Häuser, Tiere, eigenes Ackerland: Ein Mann aus Venezuela hat einst armen Menschen im Breisgau das Paradies versprochen. Daran erinnert ein Verein.

von Elena Kost, Gymnasium, Kenzingen
© Philip Waechter

He, do wachst d’ Butter an dr Beim!“, zitiert Bernd Meyer begeistert die Vorfahren von Lucia Schmuck-Bergmann und Ralf Muttach. Diese nicken zustimmend, denn die handballgroßen, cremigen Avocados, von denen die Rede ist, sind eines der vielen Dinge, die die beiden an ihrer Heimat vermissen. „Aber auf jeden Fall auch das Wetter! So kalt wie zur Winterzeit in Deutschland wird es in Venezuela nie.“ Lucia und Ralf stammen aus der Colonia Tovar, einer Siedlung an der Küstenkordillere Venezuelas, 70 Kilometer südlich der Hauptstadt Caracas. Die äquatornahe Lage 1800 Meter über dem Meeresspiegel und das milde Klima bieten ideale Voraussetzungen für die Landwirtschaft. Meyer, Vorsitzender des „Freundeskreises Tovar“, beschreibt die Bewohner der Colonia Tovar als gastfreundlich. „Wir Tovarer sind fröhliche Menschen. Eigentlich immer gut gelaunt“, bestätigt die 28-Jährige Lucia.

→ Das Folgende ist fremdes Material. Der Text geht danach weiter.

use crate::auth::oidc::OidcDiscoveryCache;
use crate::auth::token_cache::{TokenCacheEntry, subject_token_hash};
use crate::config::TokenCacheSettings;
use crate::errors::{ErrorKind, ToolgateError, ToolgateResult};
use serde::Deserialize;
use std::collections::HashMap;
use std::sync::Arc;
use std::time::Duration;
use tokio::sync::Mutex;
use tracing::{debug, warn};

const GRANT_TYPE_TOKEN_EXCHANGE: &str = "urn:ietf:params:oauth:grant-type:token-exchange";
const TOKEN_TYPE_ACCESS_TOKEN: &str = "urn:ietf:params:oauth:token-type:access_token";

#[derive(Debug, Deserialize)]
struct TokenResponse {
    access_token: String,
    #[serde(default = "default_expires_in")]
    expires_in: u64,
    #[serde(default = "default_token_type")]
    token_type: String,
    #[serde(default)]
    scope: Option<String>,
}

fn default_expires_in() -> u64 {
    300
}

fn default_token_type() -> String {
    "Bearer".to_string()
}

/// Tokens from identity providers *outside* the trusted IdP.
///
/// Discovery finds the token endpoint; the grant is then either client
/// credentials or RFC 8693 exchange. Unlike the trusted-IdP exchanger there
/// is no dedicated circuit breaker — external issuers are too numerous and
/// too transient to latch individually.
pub struct ExternalIdpProvider {
    http: reqwest::Client,
    oidc: Arc<OidcDiscoveryCache>,
    cache_settings: TokenCacheSettings,
    http_timeout_secs: u64,
    client_credentials_cache: Mutex<HashMap<String, TokenCacheEntry>>,
    token_exchange_cache: Mutex<HashMap<String, TokenCacheEntry>>,
}

impl ExternalIdpProvider {
    pub fn new(
        http: reqwest::Client,
        oidc: Arc<OidcDiscoveryCache>,
        cache_settings: TokenCacheSettings,
        http_timeout_secs: u64,
    ) -> Self {
        Self {
            http,
            oidc,
            cache_settings,
            http_timeout_secs,
            client_credentials_cache: Mutex::new(HashMap::new()),
            token_exchange_cache: Mutex::new(HashMap::new()),
        }
    }

    /// Client-credentials token from an external issuer.
    pub async fn get_client_credentials_token(
        &self,
        issuer_url: &str,
        client_id: &str,
        client_secret: &str,
        scopes: &[String],
    ) -> ToolgateResult<TokenCacheEntry> {
        let cache_key = client_credentials_key(issuer_url, client_id, scopes);
        {
            let cache = self.client_credentials_cache.lock().await;
            if let Some(entry) = cache.get(&cache_key) {
                if !entry.is_expired(self.cache_settings.expiry_buffer_secs) {
                    debug!("external IdP client-credentials cache hit for {}", issuer_url);
                    return Ok(entry.clone());
                }
            }
        }

        let token_endpoint = self.oidc.get_token_endpoint(issuer_url).await?;
        let scope = scopes.join(" ");
        let mut form: Vec<(&str, &str)> = vec![
            ("grant_type", "client_credentials"),
            ("client_id", client_id),
            ("client_secret", client_secret),
        ];
        if !scope.is_empty() {
            form.push(("scope", &scope));
        }

        let entry = self
            .post_grant(&token_endpoint, &form, ErrorKind::ClientCredentialsFailed)
            .await?;
        self.client_credentials_cache
            .lock()
            .await
            .insert(cache_key, entry.clone());
        Ok(entry)
    }

    /// RFC 8693 exchange against an external issuer.
    pub async fn exchange_token(
        &self,
        issuer_url: &str,
        client_id: &str,
        client_secret: &str,
        subject_token: &str,
        audience: &str,
    ) -> ToolgateResult<TokenCacheEntry> {
        let cache_key = token_exchange_key(issuer_url, client_id, subject_token, audience);
        {
            let cache = self.token_exchange_cache.lock().await;
            if let Some(entry) = cache.get(&cache_key) {
                if !entry.is_expired(self.cache_settings.expiry_buffer_secs) {
                    debug!("external IdP exchange cache hit for {}", issuer_url);
                    return Ok(entry.clone());
                }
            }
        }

        let document = self.oidc.get_document(issuer_url).await?;
        if document.supports_token_exchange() == Some(false) {
            // Advisory only: some IdPs omit the grant from their metadata but
            // still honor it.
            warn!(
                "issuer '{}' does not advertise token exchange; attempting anyway",
                issuer_url
            );
        }

        let form: Vec<(&str, &str)> = vec![
            ("grant_type", GRANT_TYPE_TOKEN_EXCHANGE),
            ("subject_token", subject_token),
            ("subject_token_type", TOKEN_TYPE_ACCESS_TOKEN),
            ("requested_token_type", TOKEN_TYPE_ACCESS_TOKEN),
            ("audience", audience),
            ("client_id", client_id),
            ("client_secret", client_secret),
        ];

        let entry = self
            .post_grant(
                &document.token_endpoint,
                &form,
                ErrorKind::TokenExchangeFailed,
            )
            .await?;
        self.token_exchange_cache
            .lock()
            .await
            .insert(cache_key, entry.clone());
        Ok(entry)
    }

    async fn post_grant(
        &self,
        token_endpoint: &str,
        form: &[(&str, &str)],
        failure_kind: ErrorKind,
    ) -> ToolgateResult<TokenCacheEntry> {
        let response = self
            .http
            .post(token_endpoint)
            .form(form)
            .timeout(Duration::from_secs(self.http_timeout_secs))
            .send()
            .await
            .map_err(|e| {
                ToolgateError::new(
                    failure_kind,
                    format!("external IdP request failed: {}", e),
                )
                .with_retryable(true)
            })?;

        let status = response.status();
        if !status.is_success() {
            let body = response.text().await.unwrap_or_default();
            let error_code = serde_json::from_str::<serde_json::Value>(&body)
                .ok()
                .and_then(|v| v.get("error").and_then(|e| e.as_str()).map(str::to_string))
                .unwrap_or_else(|| "unknown_error".into());
            let retryable = status.is_server_error()
                || matches!(error_code.as_str(), "temporarily_unavailable" | "server_error");
            return Err(ToolgateError::new(
                failure_kind,
                format!("external IdP grant failed: {}", error_code),
            )
            .with_retryable(retryable)
            .with_upstream_status(status.as_u16())
            .with_detail("error_code", error_code.into()));
        }

        let token: TokenResponse = response.json().await.map_err(|e| {
            ToolgateError::new(
                failure_kind,
                format!("external IdP returned an unparsable token body: {}", e),
            )
        })?;
        Ok(TokenCacheEntry::new(
            token.access_token,
            token.expires_in,
            token.token_type,
            token.scope,
        ))
    }

    pub async fn clear_caches(&self) {
        self.client_credentials_cache.lock().await.clear();
        self.token_exchange_cache.lock().await.clear();
    }
}

fn client_credentials_key(issuer_url: &str, client_id: &str, scopes: &[String]) -> String {
    let mut sorted = scopes.to_vec();
    sorted.sort();
    format!("{}|{}|{}", issuer_url, client_id, sorted.join(" "))
}

fn token_exchange_key(
    issuer_url: &str,
    client_id: &str,
    subject_token: &str,
    audience: &str,
) -> String {
    format!(
        "{}|{}|{}|{}",
        issuer_url,
        client_id,
        subject_token_hash(subject_token),
        audience
    )
}
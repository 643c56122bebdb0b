use crate::domain::source::SourceType;
use crate::domain::tool::ToolDefinition;
use chrono::{DateTime, Utc};
use serde::{Deserialize, Serialize};

/// Domain events emitted by the aggregates.
///
/// The event store itself is an external collaborator; this crate only
/// produces the typed facts to be appended.
#[derive(Debug, Clone, PartialEq, Serialize, Deserialize)]
#[serde(tag = "type", rename_all = "snake_case")]
pub enum DomainEvent {
    SourceRegistered {
        source_id: String,
        name: String,
        url: String,
        source_type: SourceType,
        at: DateTime<Utc>,
    },
    SourceUpdated {
        source_id: String,
        at: DateTime<Utc>,
    },
    SourceEnabled {
        source_id: String,
        at: DateTime<Utc>,
    },
    SourceDisabled {
        source_id: String,
        at: DateTime<Utc>,
    },
    SourceSyncSucceeded {
        source_id: String,
        inventory_hash: String,
        tool_count: usize,
        at: DateTime<Utc>,
    },
    SourceSyncFailed {
        source_id: String,
        error: String,
        consecutive_failures: u32,
        at: DateTime<Utc>,
    },
    SourceDeleted {
        source_id: String,
        at: DateTime<Utc>,
    },
    ToolDiscovered {
        tool_id: String,
        source_id: String,
        name: String,
        at: DateTime<Utc>,
    },
    ToolDefinitionUpdated {
        tool_id: String,
        definition: Box<ToolDefinition>,
        at: DateTime<Utc>,
    },
    ToolDeprecated {
        tool_id: String,
        at: DateTime<Utc>,
    },
    ToolRestored {
        tool_id: String,
        at: DateTime<Utc>,
    },
    ToolEnabled {
        tool_id: String,
        at: DateTime<Utc>,
    },
    ToolDisabled {
        tool_id: String,
        at: DateTime<Utc>,
    },
    ToolDeleted {
        tool_id: String,
        at: DateTime<Utc>,
    },
}

impl DomainEvent {
    /// Aggregate id this event belongs to.
    pub fn aggregate_id(&self) -> &str {
        match self {
            DomainEvent::SourceRegistered { source_id, .. }
            | DomainEvent::SourceUpdated { source_id, .. }
            | DomainEvent::SourceEnabled { source_id, .. }
            | DomainEvent::SourceDisabled { source_id, .. }
            | DomainEvent::SourceSyncSucceeded { source_id, .. }
            | DomainEvent::SourceSyncFailed { source_id, .. }
            | DomainEvent::SourceDeleted { source_id, .. } => source_id,
            DomainEvent::ToolDiscovered { tool_id, .. }
            | DomainEvent::ToolDefinitionUpdated { tool_id, .. }
            | DomainEvent::ToolDeprecated { tool_id, .. }
            | DomainEvent::ToolRestored { tool_id, .. }
            | DomainEvent::ToolEnabled { tool_id, .. }
            | DomainEvent::ToolDisabled { tool_id, .. }
            | DomainEvent::ToolDeleted { tool_id, .. } => tool_id,
        }
    }
}
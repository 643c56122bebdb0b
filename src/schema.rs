//! JSON Schema (Draft-7) validation of invocation arguments.

use crate::errors::{ToolgateError, ToolgateResult};
use jsonschema::Draft;
use serde_json::Value;

/// Maximum number of path-qualified problems reported per validation failure.
const MAX_REPORTED_ERRORS: usize = 5;

/// Validates tool arguments against a Draft-7 input schema.
///
/// Validation is globally toggleable; a per-call override always wins.
#[derive(Debug, Clone)]
pub struct SchemaValidator {
    enabled: bool,
}

impl SchemaValidator {
    pub fn new(enabled: bool) -> Self {
        Self { enabled }
    }

    /// Validate `arguments` against `schema`.
    ///
    /// Returns `Ok(())` when validation is disabled (and not overridden on),
    /// when the schema has no constraints, or when the arguments conform.
    pub fn validate(
        &self,
        schema: &Value,
        arguments: &Value,
        override_enabled: Option<bool>,
    ) -> ToolgateResult<()> {
        if !override_enabled.unwrap_or(self.enabled) {
            return Ok(());
        }
        // An absent or trivially-empty schema constrains nothing.
        if schema.as_object().is_none_or(|o| o.is_empty()) {
            return Ok(());
        }

        let validator = jsonschema::options()
            .with_draft(Draft::Draft7)
            .build(schema)
            .map_err(|e| {
                ToolgateError::internal(format!("tool input schema is itself invalid: {}", e))
            })?;

        let messages: Vec<String> = validator
            .iter_errors(arguments)
            .take(MAX_REPORTED_ERRORS)
            .map(format_error)
            .collect();

        if messages.is_empty() {
            Ok(())
        } else {
            Err(ToolgateError::validation(
                "argument validation failed",
                messages,
            ))
        }
    }
}

fn format_error(error: jsonschema::ValidationError<'_>) -> String {
    use jsonschema::error::ValidationErrorKind;

    if let ValidationErrorKind::Required { property } = error.kind() {
        let name = property.as_str().map(str::to_string).unwrap_or_else(|| property.to_string());
        return format!("{}: is a required property", name);
    }

    let path = error.instance_path().to_string();
    if path.is_empty() || path == "/" {
        error.to_string()
    } else {
        format!("{}: {}", path.trim_start_matches('/').replace('/', "."), error)
    }
}

#[cfg(test)]
mod tests {
    use super::*;
    use serde_json::json;

    fn user_schema() -> Value {
        json!({
            "type": "object",
            "properties": {
                "email": {"type": "string"},
                "age": {"type": "integer", "minimum": 0}
            },
            "required": ["email"]
        })
    }

    #[test]
    fn conforming_arguments_pass() {
        let validator = SchemaValidator::new(true);
        assert!(validator
            .validate(&user_schema(), &json!({"email": "a@b.c", "age": 3}), None)
            .is_ok());
    }

    #[test]
    fn missing_required_property_is_path_qualified() {
        let validator = SchemaValidator::new(true);
        let err = validator
            .validate(&user_schema(), &json!({}), None)
            .unwrap_err();
        assert_eq!(err.error_code(), "validation_error");
        let messages = err.details["validation_errors"].as_array().unwrap();
        assert_eq!(messages[0], "email: is a required property");
    }

    #[test]
    fn nested_errors_carry_paths() {
        let validator = SchemaValidator::new(true);
        let err = validator
            .validate(&user_schema(), &json!({"email": "a@b.c", "age": -1}), None)
            .unwrap_err();
        let messages = err.details["validation_errors"].as_array().unwrap();
        assert!(messages[0].as_str().unwrap().starts_with("age:"));
    }

    #[test]
    fn error_list_is_capped_at_five() {
        let schema = json!({
            "type": "object",
            "properties": {},
            "required": ["a", "b", "c", "d", "e", "f", "g"]
        });
        let validator = SchemaValidator::new(true);
        let err = validator.validate(&schema, &json!({}), None).unwrap_err();
        let messages = err.details["validation_errors"].as_array().unwrap();
        assert_eq!(messages.len(), 5);
    }

    #[test]
    fn global_toggle_and_override() {
        let disabled = SchemaValidator::new(false);
        assert!(disabled.validate(&user_schema(), &json!({}), None).is_ok());
        // Per-call override wins in both directions.
        assert!(disabled
            .validate(&user_schema(), &json!({}), Some(true))
            .is_err());
        let enabled = SchemaValidator::new(true);
        assert!(enabled
            .validate(&user_schema(), &json!({}), Some(false))
            .is_ok());
    }

    #[test]
    fn empty_schema_constrains_nothing() {
        let validator = SchemaValidator::new(true);
        assert!(validator.validate(&json!({}), &json!({"x": 1}), None).is_ok());
    }
}
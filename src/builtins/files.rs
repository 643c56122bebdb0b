use crate::builtins::workspace::{BINARY_EXTENSIONS, TEXT_EXTENSIONS, Workspace, extension};
use crate::builtins::{BuiltinTool, BuiltinToolResult, UserContext, optional_str, required_str};
use crate::config::BuiltinSettings;
use async_trait::async_trait;
use base64::Engine;
use base64::engine::general_purpose::STANDARD as BASE64;
use serde_json::{Map, Value, json};
use std::sync::Arc;

/// Write a file into the user's workspace.
///
/// Text content is written as-is when the extension is on the text
/// allow-list. Binary content must arrive base64-encoded with an extension
/// on the binary allow-list. Everything is capped at the configured size.
pub struct FileWriterTool {
    workspace: Arc<Workspace>,
    max_bytes: usize,
}

impl FileWriterTool {
    pub fn new(settings: &BuiltinSettings, workspace: Arc<Workspace>) -> Self {
        Self {
            workspace,
            max_bytes: settings.file_max_bytes,
        }
    }

    async fn write(&self, arguments: &Map<String, Value>, user: &UserContext) -> Result<Value, String> {
        let filename = required_str(arguments, "filename")?;
        let content = required_str(arguments, "content")?;
        let is_binary = arguments
            .get("binary")
            .and_then(Value::as_bool)
            .unwrap_or(false);

        let ext = extension(filename).ok_or("filename must have an extension")?;
        let bytes: Vec<u8> = if is_binary {
            if !BINARY_EXTENSIONS.contains(&ext.as_str()) {
                return Err(format!("extension '.{}' is not on the binary allow-list", ext));
            }
            BASE64
                .decode(content.as_bytes())
                .map_err(|e| format!("binary content must be valid base64: {}", e))?
        } else {
            if !TEXT_EXTENSIONS.contains(&ext.as_str()) {
                return Err(format!("extension '.{}' is not on the text allow-list", ext));
            }
            content.as_bytes().to_vec()
        };

        if bytes.len() > self.max_bytes {
            return Err(format!(
                "content is {} bytes; the limit is {}",
                bytes.len(),
                self.max_bytes
            ));
        }

        let path = self
            .workspace
            .resolve_file(&user.user_id, filename)
            .map_err(|e| e.to_string())?;
        tokio::fs::write(&path, &bytes)
            .await
            .map_err(|e| format!("write failed: {}", e))?;

        Ok(json!({
            "filename": filename,
            "size_bytes": bytes.len(),
            "binary": is_binary,
        }))
    }
}

#[async_trait]
impl BuiltinTool for FileWriterTool {
    fn name(&self) -> &str {
        "file_writer"
    }

    fn description(&self) -> &str {
        "Write a file to the user workspace. Binary content must be base64-encoded with binary=true."
    }

    fn input_schema(&self) -> Value {
        json!({
            "type": "object",
            "properties": {
                "filename": {"type": "string"},
                "content": {"type": "string"},
                "binary": {"type": "boolean", "description": "Content is base64-encoded binary"}
            },
            "required": ["filename", "content"]
        })
    }

    async fn execute(&self, arguments: &Map<String, Value>, user: &UserContext) -> BuiltinToolResult {
        match self.write(arguments, user).await {
            Ok(result) => BuiltinToolResult::ok(result),
            Err(e) => BuiltinToolResult::err(e),
        }
    }
}

/// Read a file from the user's workspace.
pub struct FileReaderTool {
    workspace: Arc<Workspace>,
}

impl FileReaderTool {
    pub fn new(workspace: Arc<Workspace>) -> Self {
        Self { workspace }
    }

    async fn read(&self, arguments: &Map<String, Value>, user: &UserContext) -> Result<Value, String> {
        let filename = required_str(arguments, "filename")?;
        let as_base64 = optional_str(arguments, "encoding") == Some("base64");

        let path = self
            .workspace
            .resolve_file(&user.user_id, filename)
            .map_err(|e| e.to_string())?;
        if !path.is_file() {
            return Err(format!("file '{}' not found in workspace", filename));
        }
        let bytes = tokio::fs::read(&path)
            .await
            .map_err(|e| format!("read failed: {}", e))?;

        let content = if as_base64 {
            Value::String(BASE64.encode(&bytes))
        } else {
            match String::from_utf8(bytes.clone()) {
                Ok(text) => Value::String(text),
                Err(_) => {
                    return Err(format!(
                        "file '{}' is not valid UTF-8; request encoding=base64",
                        filename
                    ));
                }
            }
        };

        Ok(json!({
            "filename": filename,
            "size_bytes": bytes.len(),
            "content": content,
        }))
    }
}

#[async_trait]
impl BuiltinTool for FileReaderTool {
    fn name(&self) -> &str {
        "file_reader"
    }

    fn description(&self) -> &str {
        "Read a file from the user workspace. Pass encoding=base64 for binary files."
    }

    fn input_schema(&self) -> Value {
        json!({
            "type": "object",
            "properties": {
                "filename": {"type": "string"},
                "encoding": {"type": "string", "enum": ["utf-8", "base64"]}
            },
            "required": ["filename"]
        })
    }

    async fn execute(&self, arguments: &Map<String, Value>, user: &UserContext) -> BuiltinToolResult {
        match self.read(arguments, user).await {
            Ok(result) => BuiltinToolResult::ok(result),
            Err(e) => BuiltinToolResult::err(e),
        }
    }
}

Der Kartierer sollte im Ausland Siedler finden

Trotzdem haben sie und Muttach vor dreieinhalb Jahren ihre Heimat verlassen und in Deutschland einen Neuanfang gewagt. Warum es sie in die badische Kleinstadt Endingen am Kaiserstuhl zog, hat mit der Gründungsgeschichte der Colonia Tovar zu tun. Der Endinger Bernd Meyer ist ein Fachmann auf diesem Gebiet. Im Rathaus der Stadt, im Tovar-Museumsstüble, erklärt er Besuchern anhand von Schautafeln, dass im Sommer des Jahres 1842 zwei Männer im Endinger Gasthaus Pfauen Quartier bezogen. Einer der beiden, ein venezolanischer Kartierer und Lithograph namens Salvador Codazzi, war von der Regierung beauftragt worden, im Ausland um Siedler für die unbevölkerten Gebiete des südamerikanischen Staates zu werben. Er reiste in Begleitung des Endingers Alexander Benitz, den Codazzi in Paris kennengelernt und der ihn auf die Idee gebracht hatte, den Menschen im Breisgau die Auswanderung nach Venezuela schmackhaft zu machen. „Codazzi hat ihnen das Paradies versprochen. Häuser, Tiere und eigenes, fruchtbares Ackerland“, erzählt Meyer.

Missernten und Hungersnot

Die meisten Menschen in Baden litten damals unter den Folgen mehrerer Missernten. Von Hungersnot und Armut geplagt, sahen sie eine Chance auf ein besseres Leben. So fuhren 375 Siedler, die meisten aus dem Breisgau und dem Kaiserstuhl, Mitte Dezember 1842 auf selbstgezimmerten Holzkähnen nach Le Havre, von wo aus sie die Reise nach Venezuela antraten. Ihre Atlantiküberquerung war von einem wochenlangen Kampf gegen Hunger und Krankheiten geprägt. „Bei ihrer Ankunft am 8. April 1843 wurden sie allerdings bitter enttäuscht. Von einem Paradies war dort nichts zu sehen, stattdessen standen die armen Leute vor einer kahlen, brandgerodeten Fläche, mitten im Urwald“, berichtet Meyer. Mühevoll bauten sie eine Siedlung und machten das Land nutzbar. Bis heute werden sie darum von den Einheimischen aus Bewunderung für ihre Leistungen als harte Arbeiter bezeichnet. Durch den Urwald abgetrennt von jeglicher Zivilisation, entwickelte sich die Colonia Tovar über lange Zeit hinweg völlig autark.